Todo dia ele faz tudo sempre igual.
Em determinado momento de “Dias Perfeitos”, novo trabalho de Wim Wenders e que está disponível na plataforma Mubi, esqueci que estava vendo um filme, tamanha a naturalidade e imersão na vida de Hirayama (Koji Yakusho, espetacular vencedor do prêmio de melhor ator em Cannes 2023), um senhor que passa os dias num emprego que consiste em higienizar os banheiros públicos pela cidade de Tokio, atividade que ele faz com determinação estoica.
Essa rotina é a essência do filme, é o que faz a história se movimentar, mesmo que pareça que ela não está indo para lugar algum e, realmente parece. Porém, a beleza está nos detalhes que vão se apresentando ao longo da jornada, através de pequenas pistas e participações. Essa escolha do diretor, sabiamente, nos coloca como um observador não tão próximo, já que temos que tirar nossas conclusões apenas analisando as ações diárias do protagonista. Jamais sabemos facilmente o que se passa pela sua cabeça.
Wim Wenders é conhecido por filmes intimistas (Asas do desejo e Paris, Texas) e aqui ele vai fundo nesse estilo, ao criar o dia a dia simples desse homem e sua personalidade tranquila e (muito) silenciosa. A edição do filme é suave, com poucos cortes, câmera parada e cenas longas. A fotografia iluminada mostra a Tokio do protagonista: Calma, acolhedora, simples e sem pressa. A trilha sonora é quase toda diegética, a gente ouve o que Hirayama ouve e ele faz isso como parte da sua rotina, ao entrar no seu furgão e dar o play na fita cassete (sim, ele não precisa de mais do que isso). E que trilha sonora! Velvet Underground, Van Morrison, Lou Reed (representado aqui pela dilacerante “Perfect Day”, não à toa, o nome do filme).
A grande experiência aqui é buscar as sutilezas, receber as perguntas e não se incomodar em não ter respostas. Porque esse homem é tão entregue a essa rotina? Ele limpa os banheiros com perseverança, como se o destino do mundo dependesse daquilo. Ele contempla as árvores, lê os seus livros, tira suas fotos (e as revela), almoça sempre no mesmo lugar, com calma. Fala pouquíssimo e, apesar de aparentemente satisfeito com tudo, parece carregar uma pesada melancolia dentro de si. Será que ele está preso à rotina ou essa foi a forma que ele encontrou para sobreviver?

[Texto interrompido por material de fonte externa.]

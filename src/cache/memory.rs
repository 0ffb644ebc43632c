use std::sync::Arc;
use std::time::{Duration, Instant};

use moka::Expiry;
use moka::sync::Cache;

use super::config::DEFAULT_CACHE_CAPACITY;
use super::error::{CacheError, CacheResult};
use super::store::{CacheFields, CacheStore};
use crate::hashing::key_matcher;

#[derive(Clone)]
struct StoredHash {
    fields: Arc<CacheFields>,
    ttl: Duration,
}

/// Each entry lives for the ttl given on its last write.
struct PerEntryTtl;

impl Expiry<String, StoredHash> for PerEntryTtl {
    fn expire_after_create(
        &self,
        _key: &String,
        value: &StoredHash,
        _created_at: Instant,
    ) -> Option<Duration> {
        Some(value.ttl)
    }

    fn expire_after_update(
        &self,
        _key: &String,
        value: &StoredHash,
        _updated_at: Instant,
        _duration_until_expiry: Option<Duration>,
    ) -> Option<Duration> {
        Some(value.ttl)
    }
}

/// In-process [`CacheStore`] backed by a bounded moka cache.
pub struct MemoryCacheStore {
    entries: Cache<String, StoredHash>,
}

impl MemoryCacheStore {
    pub fn new() -> Self {
        Self::with_capacity(DEFAULT_CACHE_CAPACITY)
    }

    /// Creates a store holding at most `capacity` keys.
    pub fn with_capacity(capacity: u64) -> Self {
        Self {
            entries: Cache::builder()
                .max_capacity(capacity)
                .expire_after(PerEntryTtl)
                .build(),
        }
    }

    pub fn len(&self) -> u64 {
        self.entries.run_pending_tasks();
        self.entries.entry_count()
    }

    pub fn is_empty(&self) -> bool {
        self.len() == 0
    }

    pub fn contains_key(&self, key: &str) -> bool {
        self.entries.contains_key(key)
    }
}

impl Default for MemoryCacheStore {
    fn default() -> Self {
        Self::new()
    }
}

impl std::fmt::Debug for MemoryCacheStore {
    fn fmt(&self, f: &mut std::fmt::Formatter<'_>) -> std::fmt::Result {
        f.debug_struct("MemoryCacheStore")
            .field("entries", &self.entries.entry_count())
            .finish()
    }
}

impl CacheStore for MemoryCacheStore {
    async fn hset(&self, key: &str, fields: CacheFields, ttl: Duration) -> CacheResult<()> {
        self.entries.insert(
            key.to_string(),
            StoredHash {
                fields: Arc::new(fields),
                ttl,
            },
        );
        Ok(())
    }

    async fn hgetall(&self, key: &str) -> CacheResult<Option<CacheFields>> {
        Ok(self
            .entries
            .get(key)
            .map(|stored| stored.fields.as_ref().clone()))
    }

    async fn delete_matching(&self, pattern: &str) -> CacheResult<u64> {
        let matcher = key_matcher(pattern).map_err(|e| CacheError::InvalidPattern {
            pattern: pattern.to_string(),
            reason: e.to_string(),
        })?;

        let matching: Vec<Arc<String>> = self
            .entries
            .iter()
            .filter(|(key, _)| matcher.is_match(key.as_str()))
            .map(|(key, _)| key)
            .collect();

        let mut removed = 0u64;
        for key in matching {
            if self.entries.remove(key.as_str()).is_some() {
                removed += 1;
            }
        }
        Ok(removed)
    }
}
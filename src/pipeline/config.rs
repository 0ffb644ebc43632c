use crate::access::AccessMode;
use crate::constants::{DEFAULT_CONTEXT_CHAR_BUDGET, DEFAULT_TOP_K};
use crate::vectordb::PrefilterPolicy;

use super::error::{PipelineError, PipelineResult};

#[derive(Debug, Clone)]
pub struct PipelineConfig {
    pub top_k: usize,
    /// Characters of each document's text placed in the prompt context.
    pub context_char_budget: usize,
    pub access_mode: AccessMode,
    /// Authorization action checked for every candidate.
    pub action: String,
    pub principal_id: String,
    pub resource_kind: String,
    pub prefilter: PrefilterPolicy,
}

impl Default for PipelineConfig {
    fn default() -> Self {
        Self {
            top_k: DEFAULT_TOP_K,
            context_char_budget: DEFAULT_CONTEXT_CHAR_BUDGET,
            access_mode: AccessMode::default(),
            action: "read".to_string(),
            principal_id: "user".to_string(),
            resource_kind: "document".to_string(),
            prefilter: PrefilterPolicy::default(),
        }
    }
}

impl PipelineConfig {
    pub fn with_top_k(mut self, top_k: usize) -> Self {
        self.top_k = top_k;
        self
    }

    pub fn with_context_char_budget(mut self, budget: usize) -> Self {
        self.context_char_budget = budget;
        self
    }

    pub fn with_access_mode(mut self, mode: AccessMode) -> Self {
        self.access_mode = mode;
        self
    }

    pub fn with_prefilter(mut self, policy: PrefilterPolicy) -> Self {
        self.prefilter = policy;
        self
    }

    pub fn validate(&self) -> PipelineResult<()> {
        if self.top_k == 0 {
            return Err(PipelineError::ConfigError {
                reason: "top_k must be > 0".to_string(),
            });
        }
        if self.context_char_budget == 0 {
            return Err(PipelineError::ConfigError {
                reason: "context_char_budget must be > 0".to_string(),
            });
        }
        for (name, value) in [
            ("action", &self.action),
            ("principal_id", &self.principal_id),
            ("resource_kind", &self.resource_kind),
        ] {
            if value.trim().is_empty() {
                return Err(PipelineError::ConfigError {
                    reason: format!("{name} must not be empty"),
                });
            }
        }
        Ok(())
    }
}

E quem é, na verdade, o prisioneiro? Aquele que vive numa busca desenfreada por dinheiro e bens materiais, nunca satisfeito, ou quem é feliz numa vida simples, que consegue enxergar beleza nos pequenos milagres da natureza, banalizados pela maioria apenas por serem comuns? O que foi necessário acontecer para ser possível enxergar esse “poder”? Aparentemente ele está nesse emprego por opção e não por necessidade, mostrando mais ainda o apego a esse estilho de vida.
Essa rotina perfeita é abalada ao longo da história e ver a reação dele com essas interrupções é importante para compreender a complexidade desse personagem. A visita da irmã e, principalmente, da sobrinha nos mostra um pouco dessa história e das escolhas.
Os símbolos estão por toda parte. As árvores contempladas como uma metáfora da existência, finitude e beleza. O jogo da velha, como um desejo de interação, mesmo que anônima. As músicas e os livros, um prazer solitário que ajuda a definir o clima e a forma de ver esse caminho. Na passagem do tempo, tudo pode acontecer, e o nosso protagonista busca o controle das ações para usufruir essa rotina, numa progressão tranquila, contemplativa e solitária. E tentar entender o porquê é a nossa jornada.